Improved methods for determination of rotational symmetries in macromolecules

Rotational symmetries of macromolecules are most clearly perceived in the en face projection and may be assessed by inspection of rotational power spectra calculated from electron micrographs of individual particles. However, if the symmetry is not contrasted strongly, this procedure may be inconclusive since the relevant peak may not be convincingly higher than other spectral components. To some extent, this is a sampling problem since the number of repeating elements involved is usually small. We have devised more sensitive statistical tests for rotational symmetry that pool the information contents of entire populations of particles. Both tests involve combining the rotational spectra of many particles and comparing them with the spectra of surrounding background areas. One method is based on the well known t-test which estimates whether two populations differ at a given significance level. In the second test, the ratio between the intensity of each component of the rotational spectrum and the average corresponding intensity for background areas is calculated, and thence, the cumulative product of these ratios over all particles in the data set.

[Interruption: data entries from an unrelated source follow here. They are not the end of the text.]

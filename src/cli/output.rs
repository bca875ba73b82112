//! Terminal output formatting with colors
//!
//! Respects NO_COLOR, CLICOLOR, CLICOLOR_FORCE automatically.

use colored::Colorize;
use itertools::Itertools;
use termtree::Tree;

use crate::domain::{LayoutNode, TreeNode};

/// Print error (red bold "error:" prefix) to stderr
pub fn error(msg: &(impl std::fmt::Display + ?Sized)) {
    eprintln!("{}: {}", "error".red().bold(), msg);
}

/// Print warning (yellow "Warning:" prefix) to stderr
pub fn warning(msg: &(impl std::fmt::Display + ?Sized)) {
    eprintln!("{}: {}", "Warning".yellow(), msg);
}

/// Print success status (green checkmark)
pub fn success(msg: &(impl std::fmt::Display + ?Sized)) {
    println!("{} {}", "✓".green(), msg);
}

/// Print section header (cyan bold)
pub fn header(msg: &(impl std::fmt::Display + ?Sized)) {
    println!("{}", msg.to_string().cyan().bold());
}

/// Print indented detail (no color)
pub fn detail(msg: &(impl std::fmt::Display + ?Sized)) {
    println!("  {}", msg);
}

/// Print plain output (no color, for data)
pub fn info(msg: &(impl std::fmt::Display + ?Sized)) {
    println!("{}", msg);
}

/// Render a parsed tree for terminal display.
///
/// Leaf nodes are folded away unless `show_leaves` is set, mirroring the
/// layout's decision-skeleton view.
pub fn tree_display(node: &TreeNode, show_leaves: bool) -> Tree<String> {
    match node {
        TreeNode::Leaf { class_id } => Tree::new(format!("class: {}", class_id)),
        TreeNode::Decision {
            condition,
            children,
        } => {
            let leaves: Vec<Tree<String>> = children
                .iter()
                .filter(|child| show_leaves || child.is_decision())
                .map(|child| tree_display(child, show_leaves))
                .collect();
            Tree::new(condition.clone()).with_leaves(leaves)
        }
    }
}

/// Render layout placement facts as indented text lines.
///
/// One line per visible node: branch label, condition, center offset
/// relative to the parent, footprint width, and folded leaf classes.
pub fn layout_lines(root: &LayoutNode) -> Vec<String> {
    let mut lines = Vec::new();
    push_layout_lines(root, 0, &mut lines);
    lines
}

fn push_layout_lines(node: &LayoutNode, level: usize, lines: &mut Vec<String>) {
    let indent = "  ".repeat(level);
    let label = node
        .branch_label
        .as_deref()
        .map(|l| format!("[{}] ", l))
        .unwrap_or_default();
    let classes = if node.leaf_classes.is_empty() {
        String::new()
    } else {
        format!("  classes: {}", node.leaf_classes.iter().format(", "))
    };
    lines.push(format!(
        "{}{}{}  @ {:+.1} w {:.1}{}",
        indent, label, node.condition, node.offset, node.width, classes
    ));
    for child in &node.visible_children {
        push_layout_lines(child, level + 1, lines);
    }
}
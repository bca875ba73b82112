use std::env;
use std::sync::Once;
use tracing::{debug, info};
use tracing_subscriber::{
    filter::filter_fn,
    fmt::{self, format::FmtSpan},
    prelude::*,
    EnvFilter,
};

static TEST_SETUP: Once = Once::new();

pub fn init_test_setup() {
    TEST_SETUP.call_once(|| {
        if env::var("RUST_LOG").is_err() {
            env::set_var("RUST_LOG", "debug");
        }
        // global logging subscriber, used by all tracing log macros
        setup_test_logging();
        info!("Test Setup complete");
    });
}

fn setup_test_logging() {
    debug!("INIT: Attempting logger init from testing.rs");

    // Create a filter for noisy modules
    let noisy_modules = [""];
    let module_filter = filter_fn(move |metadata| {
        !noisy_modules
            .iter()
            .any(|name| metadata.target().starts_with(name))
    });

    // Set up the subscriber with environment filter
    let env_filter = EnvFilter::try_from_default_env().unwrap_or_else(|_| EnvFilter::new("debug"));

    let subscriber = tracing_subscriber::registry().with(
        fmt::layer()
            .with_writer(std::io::stderr)
            .with_target(true)
            .with_thread_names(false)
            .with_span_events(FmtSpan::ENTER)
            .with_span_events(FmtSpan::CLOSE)
            .with_filter(module_filter)
            .with_filter(env_filter),
    );

    // Only set if we haven't already set a global subscriber
    if tracing::dispatcher::has_been_set() {
        debug!("Tracing subscriber already set");
    } else {
        subscriber.try_init().unwrap_or_else(|e| {
            eprintln!("Error: Failed to set up logging: {}", e);
        });
    }
}
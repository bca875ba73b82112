//! Configuration management with layered loading
//!
//! Precedence (lowest to highest):
//! 1. Compiled defaults
//! 2. Global config: `$XDG_CONFIG_HOME/rstree/rstree.toml`
//! 3. Environment variables: `RSTREE_*` prefix

use std::path::{Path, PathBuf};

use config::{Config, ConfigError, Environment, File};
use directories::ProjectDirs;
use serde::{Deserialize, Serialize};

use crate::application::{ApplicationError, ApplicationResult};
use crate::domain::{Encoding, LayoutOptions};

/// Textual encoding of the export format.
#[derive(Debug, Clone, Serialize, Deserialize, PartialEq, Eq)]
#[serde(default)]
pub struct EncodingSettings {
    /// Depth marker; must be exactly one character.
    pub marker: String,
    /// Filler characters stripped after the marker run.
    pub fill: String,
    /// Case-insensitive leaf keywords.
    pub keywords: Vec<String>,
}

impl Default for EncodingSettings {
    fn default() -> Self {
        Self {
            marker: "|".into(),
            fill: "-".into(),
            keywords: vec!["class".into(), "clase".into()],
        }
    }
}

/// Spacing knobs for the layout engine, in logical units.
#[derive(Debug, Clone, Serialize, Deserialize, PartialEq)]
#[serde(default)]
pub struct LayoutSettings {
    pub node_width: f64,
    pub wide_gap: f64,
    pub tight_gap: f64,
}

impl Default for LayoutSettings {
    fn default() -> Self {
        let options = LayoutOptions::default();
        Self {
            node_width: options.node_width,
            wide_gap: options.wide_gap,
            tight_gap: options.tight_gap,
        }
    }
}

/// Unified configuration for rstree.
#[derive(Debug, Clone, Serialize, Deserialize, PartialEq)]
#[serde(default)]
pub struct Settings {
    /// File extension selected by directory scans (default: "txt")
    pub export_extension: String,
    /// Default directory for `scan` when none is given; `~` and `$VAR` expand
    pub default_dir: Option<String>,
    pub encoding: EncodingSettings,
    pub layout: LayoutSettings,
}

impl Default for Settings {
    fn default() -> Self {
        Self {
            export_extension: "txt".into(),
            default_dir: None,
            encoding: EncodingSettings::default(),
            layout: LayoutSettings::default(),
        }
    }
}

/// Get the XDG config directory for rstree.
pub fn global_config_dir() -> Option<PathBuf> {
    ProjectDirs::from("", "", "rstree").map(|dirs| dirs.config_dir().to_path_buf())
}

/// Get the path to the global config file.
pub fn global_config_path() -> Option<PathBuf> {
    global_config_dir().map(|dir| dir.join("rstree.toml"))
}

/// Expand environment variables in a path string.
///
/// Supports `$VAR`, `${VAR}`, and `~`. Unresolvable input is kept verbatim.
pub fn expand_env_vars(path: &str) -> String {
    shellexpand::full(path)
        .map(|s| s.into_owned())
        .unwrap_or_else(|_| path.to_string())
}

impl Settings {
    /// Load settings with layered precedence.
    ///
    /// # Precedence (lowest to highest)
    /// 1. Compiled defaults
    /// 2. Global config: `$XDG_CONFIG_HOME/rstree/rstree.toml`
    /// 3. Environment variables: `RSTREE_*` prefix (`__` as section separator)
    pub fn load() -> ApplicationResult<Self> {
        let defaults = Settings::default();
        let mut builder = Config::builder()
            .set_default("export_extension", defaults.export_extension.clone())
            .map_err(config_err)?
            .set_default("encoding.marker", defaults.encoding.marker.clone())
            .map_err(config_err)?
            .set_default("encoding.fill", defaults.encoding.fill.clone())
            .map_err(config_err)?
            .set_default("encoding.keywords", defaults.encoding.keywords.clone())
            .map_err(config_err)?
            .set_default("layout.node_width", defaults.layout.node_width)
            .map_err(config_err)?
            .set_default("layout.wide_gap", defaults.layout.wide_gap)
            .map_err(config_err)?
            .set_default("layout.tight_gap", defaults.layout.tight_gap)
            .map_err(config_err)?;

        if let Some(global_path) = global_config_path() {
            if global_path.exists() {
                builder = builder.add_source(File::from(global_path).required(false));
            }
        }

        builder = builder.add_source(
            Environment::with_prefix("RSTREE")
                .separator("__")
                .list_separator(","),
        );

        let config = builder.build().map_err(config_err)?;
        config.try_deserialize().map_err(config_err)
    }

    /// Load settings from a specific TOML file on top of defaults.
    pub fn load_from(path: &Path) -> ApplicationResult<Self> {
        let content = std::fs::read_to_string(path).map_err(|e| ApplicationError::Config {
            message: format!("read {}: {}", path.display(), e),
        })?;
        toml::from_str(&content).map_err(|e| ApplicationError::Config {
            message: format!("parse {}: {}", path.display(), e),
        })
    }

    /// Validated domain encoding.
    pub fn encoding(&self) -> ApplicationResult<Encoding> {
        let mut chars = self.encoding.marker.chars();
        let marker = match (chars.next(), chars.next()) {
            (Some(c), None) => c,
            _ => {
                return Err(ApplicationError::Config {
                    message: format!(
                        "encoding.marker must be a single character, got {:?}",
                        self.encoding.marker
                    ),
                })
            }
        };
        if self.encoding.keywords.is_empty() {
            return Err(ApplicationError::Config {
                message: "encoding.keywords must not be empty".into(),
            });
        }
        Ok(Encoding {
            marker,
            fill: self.encoding.fill.chars().collect(),
            keywords: self.encoding.keywords.clone(),
        })
    }

    pub fn layout_options(&self) -> LayoutOptions {
        LayoutOptions {
            node_width: self.layout.node_width,
            wide_gap: self.layout.wide_gap,
            tight_gap: self.layout.tight_gap,
        }
    }

    /// Default scan directory with `~`/`$VAR` expanded.
    pub fn resolved_default_dir(&self) -> Option<PathBuf> {
        self.default_dir
            .as_ref()
            .map(|dir| PathBuf::from(expand_env_vars(dir)))
    }

    /// Show the effective configuration as TOML.
    pub fn to_toml(&self) -> ApplicationResult<String> {
        toml::to_string_pretty(self).map_err(|e| ApplicationError::Config {
            message: format!("serialize config: {e}"),
        })
    }

    /// Generate a template config file.
    pub fn template() -> String {
        r#"# rstree configuration
#
# Locations (by precedence, lowest to highest):
#   Global: ~/.config/rstree/rstree.toml
#   Env:    RSTREE_* environment variables (e.g. RSTREE_ENCODING__MARKER)

# File extension picked up by `rstree scan` (without the dot)
# export_extension = "txt"

# Default directory for `rstree scan` when none is given
# default_dir = "~/exports"

[encoding]
# Depth marker character counted to infer nesting
# marker = "|"

# Filler characters stripped after the marker run
# fill = "-"

# Case-insensitive tokens that mark a leaf line
# keywords = ["class", "clase"]

[layout]
# Box width and sibling gaps in logical units
# node_width = 192.0
# wide_gap = 48.0
# tight_gap = 24.0
"#
        .to_string()
    }
}

fn config_err(e: ConfigError) -> ApplicationError {
    ApplicationError::Config {
        message: e.to_string(),
    }
}

#[cfg(test)]
mod tests {
    use super::*;

    #[test]
    fn given_no_config_when_loading_then_uses_defaults() {
        let settings = Settings::default();
        assert_eq!(settings.export_extension, "txt");
        assert_eq!(settings.encoding.marker, "|");
        assert!(settings.default_dir.is_none());
    }

    #[test]
    fn given_default_settings_when_converting_then_domain_encoding_matches() {
        let encoding = Settings::default().encoding().expect("valid encoding");
        assert_eq!(encoding.marker, '|');
        assert_eq!(encoding.fill, vec!['-']);
        assert!(encoding.keywords.contains(&"class".to_string()));
    }

    #[test]
    fn given_multi_char_marker_when_converting_then_config_error() {
        let mut settings = Settings::default();
        settings.encoding.marker = "||".into();
        let result = settings.encoding();
        assert!(matches!(result, Err(ApplicationError::Config { .. })));
    }

    #[test]
    fn given_empty_keywords_when_converting_then_config_error() {
        let mut settings = Settings::default();
        settings.encoding.keywords.clear();
        assert!(settings.encoding().is_err());
    }

    #[test]
    fn given_tilde_in_default_dir_when_resolving_then_expands_to_home() {
        let mut settings = Settings::default();
        settings.default_dir = Some("~/exports".into());

        let resolved = settings.resolved_default_dir().expect("default dir");

        let home = std::env::var("HOME").expect("HOME should be set");
        assert!(
            resolved.to_string_lossy().starts_with(&home),
            "default_dir should expand to home: {}",
            resolved.display()
        );
    }

    #[test]
    fn given_template_when_parsing_then_valid_settings_toml() {
        let template = Settings::template();
        let parsed: Settings = toml::from_str(&template).expect("template must parse");
        assert_eq!(parsed, Settings::default());
    }
}
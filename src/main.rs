use clap::Parser;
use std::process;
use tracing::level_filters::LevelFilter;
use tracing_subscriber::filter::filter_fn;
use tracing_subscriber::fmt::format::FmtSpan;
use tracing_subscriber::layer::SubscriberExt;
use tracing_subscriber::util::SubscriberInitExt;
use tracing_subscriber::{fmt, Layer};

use rstree::cli::args::Cli;
use rstree::cli::commands::execute_command;
use rstree::cli::output;

fn main() {
    let cli = Cli::parse();

    setup_logging(cli.debug);

    if let Err(e) = execute_command(&cli) {
        output::error(&e);
        process::exit(e.exit_code());
    }
}

fn setup_logging(verbosity: u8) {
    let filter = match verbosity {
        0 => LevelFilter::WARN,
        1 => LevelFilter::INFO,
        2 => LevelFilter::DEBUG,
        3 => LevelFilter::TRACE,
        _ => {
            eprintln!("Don't be crazy, max is -d -d -d");
            LevelFilter::TRACE
        }
    };

    // Create a noisy module filter
    let noisy_modules = [""];
    let module_filter = filter_fn(move |metadata| {
        !noisy_modules
            .iter()
            .any(|name| metadata.target().starts_with(name))
    });

    // Create a subscriber with formatted output directed to stderr
    let fmt_layer = fmt::layer()
        .with_writer(std::io::stderr)
        .with_target(true)
        .with_thread_names(false)
        .with_span_events(FmtSpan::ENTER)
        .with_span_events(FmtSpan::CLOSE);

    let filtered_layer = fmt_layer.with_filter(filter).with_filter(module_filter);

    tracing_subscriber::registry().with(filtered_layer).init();

    match filter {
        LevelFilter::INFO => tracing::info!("Debug mode: info"),
        LevelFilter::DEBUG => tracing::debug!("Debug mode: debug"),
        LevelFilter::TRACE => tracing::debug!("Debug mode: trace"),
        _ => {}
    }
}

#[cfg(test)]
mod tests {
    use super::*;
    use rstree::util::testing;

    // https://docs.rs/clap/latest/clap/_derive/_tutorial/index.html#testing
    #[test]
    fn verify_cli() {
        use clap::CommandFactory;
        testing::init_test_setup();
        Cli::command().debug_assert();
    }
}
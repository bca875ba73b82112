//! Application-level errors
//!
//! The parsing core is total; errors exist only at the input-acquisition
//! boundary (missing files, undecodable bytes, bad configuration).

use std::path::PathBuf;
use thiserror::Error;

#[derive(Error, Debug)]
pub enum ApplicationError {
    #[error("file not found: {0}")]
    FileNotFound(PathBuf),

    #[error("not a directory: {0}")]
    NotADirectory(PathBuf),

    #[error("export is not valid UTF-8: {0}")]
    InvalidEncoding(PathBuf),

    #[error("config error: {message}")]
    Config { message: String },

    #[error("{context}")]
    Io {
        context: String,
        #[source]
        source: std::io::Error,
    },
}

/// Result type for application layer operations.
pub type ApplicationResult<T> = Result<T, ApplicationError>;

If a symmetry is present, this product gradually diverges; otherwise, it converges to zero. As a practical trial, the tests were applied to micrographs of negatively stained hexons of herpes simplex virus and confirmed their 6-fold symmetry. Applied to negatively stained “connector” proteins of bacteriophage T7 purified from a plasmid expression system, both algorithms detected polymorphism with distinct subpopulations of both 13-fold and 12-fold connectors.